Task item> Which lines below include the string "AppCatalog"? Please show each one.

Entries provided>
"""

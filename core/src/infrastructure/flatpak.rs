//! `flatpak` catalog backend, system-wide installation.

use super::runner::{CommandOutput, CommandRunner};
use super::AppCatalog;

pub const FLATPAK: &str = "flatpak";

pub struct Flatpak<R: CommandRunner> {
    runner: R,
}

impl<R: CommandRunner> Flatpak<R> {
    pub fn new(runner: R) -> Self {
        Flatpak { runner }
    }
}

impl<R: CommandRunner> AppCatalog for Flatpak<R> {
    fn has_remote(&self, name: &str) -> bool {
        match self
            .runner
            .run(FLATPAK, &["remotes", "--system", "--columns=name"])
        {
            Ok(out) if out.success() => out.stdout.lines().any(|l| l.trim() == name),
            _ => false,
        }
    }

    fn add_remote(&self, name: &str, url: &str) -> Result<CommandOutput, String> {
        self.runner
            .run(FLATPAK, &["remote-add", "--system", "--if-not-exists", name, url])
    }

    fn remove_remote(&self, name: &str) -> Result<CommandOutput, String> {
        self.runner
            .run(FLATPAK, &["remote-delete", "--system", "--force", name])
    }

    fn query_remote(&self, remote: &str, app: &str) -> Result<CommandOutput, String> {
        self.runner
            .run(FLATPAK, &["remote-info", "--system", remote, app])
    }

    fn is_installed(&self, app: &str) -> bool {
        matches!(
            self.runner.run(FLATPAK, &["info", "--system", app]),
            Ok(out) if out.success()
        )
    }

    fn install(&self, remote: &str, app: &str) -> Result<CommandOutput, String> {
        self.runner.run(
            FLATPAK,
            &["install", "--system", "--noninteractive", "-y", remote, app],
        )
    }
}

"""

Solution to the exercise>
use super::AppCatalog;
impl<R: CommandRunner> AppCatalog for Flatpak<R> {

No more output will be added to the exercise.